Pour convaincre, il a illustré ce virage protectionniste par deux exemples récents :

  • Le bonus écologique ciblé : les aides à l’achat de véhicules électriques sont désormais conditionnées à une production européenne. Cette mesure a permis de contenir les parts de marché des constructeurs chinois à 6 % en France (contre 18 % au Royaume-Uni), tout en relançant la production locale au sein de groupes comme Renault et Stellantis.
  • La taxation douanière du e-commerce : sous l’impulsion de la France, l’Union européenne a anticipé au 1er juillet la mise en place d’une taxe sur les petits colis importés à bas coût.
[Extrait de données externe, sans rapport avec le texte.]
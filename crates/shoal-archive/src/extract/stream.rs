//! In-process backend: `tar` crate over an optional gzip decoder.

use std::fs::File;
use std::io::{BufReader, Read};
use std::path::Path;

use tracing::debug;

use crate::entry::{Entry, EntryKind, ExtractReport};
use crate::error::{Error, Result};
use crate::format::Compression;
use crate::options::{ExtractOptions, UnknownEntryPolicy};
use crate::sanitize;

/// Streams the archive forward-only and materializes each entry as it is
/// read. Entries are applied in archive order; a failure aborts at the
/// current entry and leaves prior output on disk.
pub struct StreamExtractor {
    compression: Compression,
}

impl StreamExtractor {
    pub fn new(compression: Compression) -> Self {
        Self { compression }
    }

    pub fn extract(
        &self,
        archive: &Path,
        destination: &Path,
        options: &ExtractOptions,
    ) -> Result<ExtractReport> {
        let file = File::open(archive).map_err(|e| Error::Open {
            path: archive.to_path_buf(),
            source: e,
        })?;
        ensure_directory(destination)?;

        let reader = self.compression.decoder(BufReader::new(file));
        let mut tar = tar::Archive::new(reader);

        let mut entries = Vec::new();
        let mut total_bytes = 0u64;

        for next in tar.entries().map_err(|e| self.read_error(e))? {
            let mut entry = next.map_err(|e| self.read_error(e))?;
            let raw_path = entry
                .path()
                .map_err(|_| Error::InvalidPath)?
                .into_owned();

            let resolved =
                match sanitize::resolve_entry_path(&raw_path, destination, options.strip_components)
                {
                    Ok(resolved) => resolved,
                    Err(Error::StripExhausted { .. }) => {
                        debug!(path = %raw_path.display(), "strip_components consumed entry name, skipping");
                        continue;
                    }
                    Err(e) => return Err(e),
                };

            let header = entry.header();
            let size = header.size().unwrap_or(0);
            let mode = header.mode().ok();
            let entry_type = header.entry_type();

            let kind = if entry_type.is_dir() {
                ensure_directory(&resolved.resolved)?;
                if options.preserve_modes {
                    apply_mode(&resolved.resolved, mode)?;
                }
                EntryKind::Directory
            } else if entry_type.is_symlink() {
                let target = entry
                    .link_name()
                    .map_err(|_| Error::InvalidPath)?
                    .ok_or(Error::InvalidPath)?
                    .into_owned();
                sanitize::resolve_link_target(&target, &resolved.resolved, destination)?;
                write_symlink(&target, &resolved.resolved)?;
                EntryKind::Symlink { target }
            } else if entry_type.is_file() {
                write_file(&mut entry, &resolved.resolved)?;
                if options.preserve_modes {
                    apply_mode(&resolved.resolved, mode)?;
                }
                EntryKind::File
            } else {
                match options.unknown_entries {
                    UnknownEntryPolicy::Skip => {
                        debug!(
                            path = %raw_path.display(),
                            kind = ?entry_type,
                            "skipping unsupported entry kind"
                        );
                        continue;
                    }
                    UnknownEntryPolicy::Fail => {
                        return Err(Error::UnsupportedEntry { path: raw_path });
                    }
                }
            };

            total_bytes += size;
            entries.push(
                Entry::new(resolved.original, size, mode, kind)
                    .with_target_path(resolved.resolved),
            );
        }

        Ok(ExtractReport {
            compression: self.compression,
            entry_count: entries.len(),
            total_bytes,
            entries,
        })
    }

    /// A read failure with a codec active is a decompression failure; with
    /// no codec the container itself is bad. The streaming stack does not
    /// let us separate the two more precisely.
    fn read_error(&self, source: std::io::Error) -> Error {
        if self.compression.is_compressed() {
            Error::Decompress { source }
        } else {
            Error::Corrupted
        }
    }
}

fn ensure_directory(path: &Path) -> Result<()> {
    if !path.exists() {
        std::fs::create_dir_all(path).map_err(|e| Error::CreateDir {
            path: path.to_path_buf(),
            source: e,
        })?;
    }
    Ok(())
}

/// Parent directories are created lazily per file; the archive is not
/// required to list a directory before the files inside it.
fn write_file<R: Read>(content: &mut R, target: &Path) -> Result<()> {
    if let Some(parent) = target.parent() {
        ensure_directory(parent)?;
    }

    let mut file = File::create(target).map_err(|e| Error::Write {
        path: target.to_path_buf(),
        source: e,
    })?;
    std::io::copy(content, &mut file).map_err(|e| Error::Write {
        path: target.to_path_buf(),
        source: e,
    })?;
    Ok(())
}

/// A pre-existing file or link at the link path is replaced, so
/// re-extraction is idempotent for symlinks as well as files.
fn write_symlink(target: &Path, link: &Path) -> Result<()> {
    if let Some(parent) = link.parent() {
        ensure_directory(parent)?;
    }

    if std::fs::symlink_metadata(link).is_ok() {
        std::fs::remove_file(link).map_err(|e| Error::Write {
            path: link.to_path_buf(),
            source: e,
        })?;
    }

    shoal_fs::symlink(target, link).map_err(|source| Error::Symlink {
        target: target.to_path_buf(),
        link: link.to_path_buf(),
        source,
    })
}

#[cfg(unix)]
fn apply_mode(path: &Path, mode: Option<u32>) -> Result<()> {
    use std::os::unix::fs::PermissionsExt;

    if let Some(mode) = mode {
        std::fs::set_permissions(path, std::fs::Permissions::from_mode(mode)).map_err(|e| {
            Error::Write {
                path: path.to_path_buf(),
                source: e,
            }
        })?;
    }
    Ok(())
}

#[cfg(not(unix))]
fn apply_mode(_path: &Path, _mode: Option<u32>) -> Result<()> {
    Ok(())
}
D’après ce qu’il nous a rapporté, cette mesure aurait déjà entraîné une baisse d’environ 30 % à 50 % de ces flux d’importation.

Perspectives pour les mois à venir

Enfin, lorsqu’il a été interrogé sur la capacité d’action du gouvernement à l’approche de la campagne présidentielle, j’ai senti chez Roland Lescure une réelle détermination à poursuivre les chantiers en cours.

Parmi les priorités qu’il s’est fixées pour les huit prochains mois, il y a l’instauration de la préférence européenne dans la commande publique, le financement des nouveaux réacteurs nucléaires, ainsi que des investissements stratégiques massifs dans l’intelligence artificielle et la cybersécurité.

En conclusion, j’espère, tout comme lui, que le débat budgétaire automnal ne sera pas sacrifié sur l’autel des stratégies électorales, afin que notre pays puisse se doter d’un budget clair et préserver sa stabilité économique.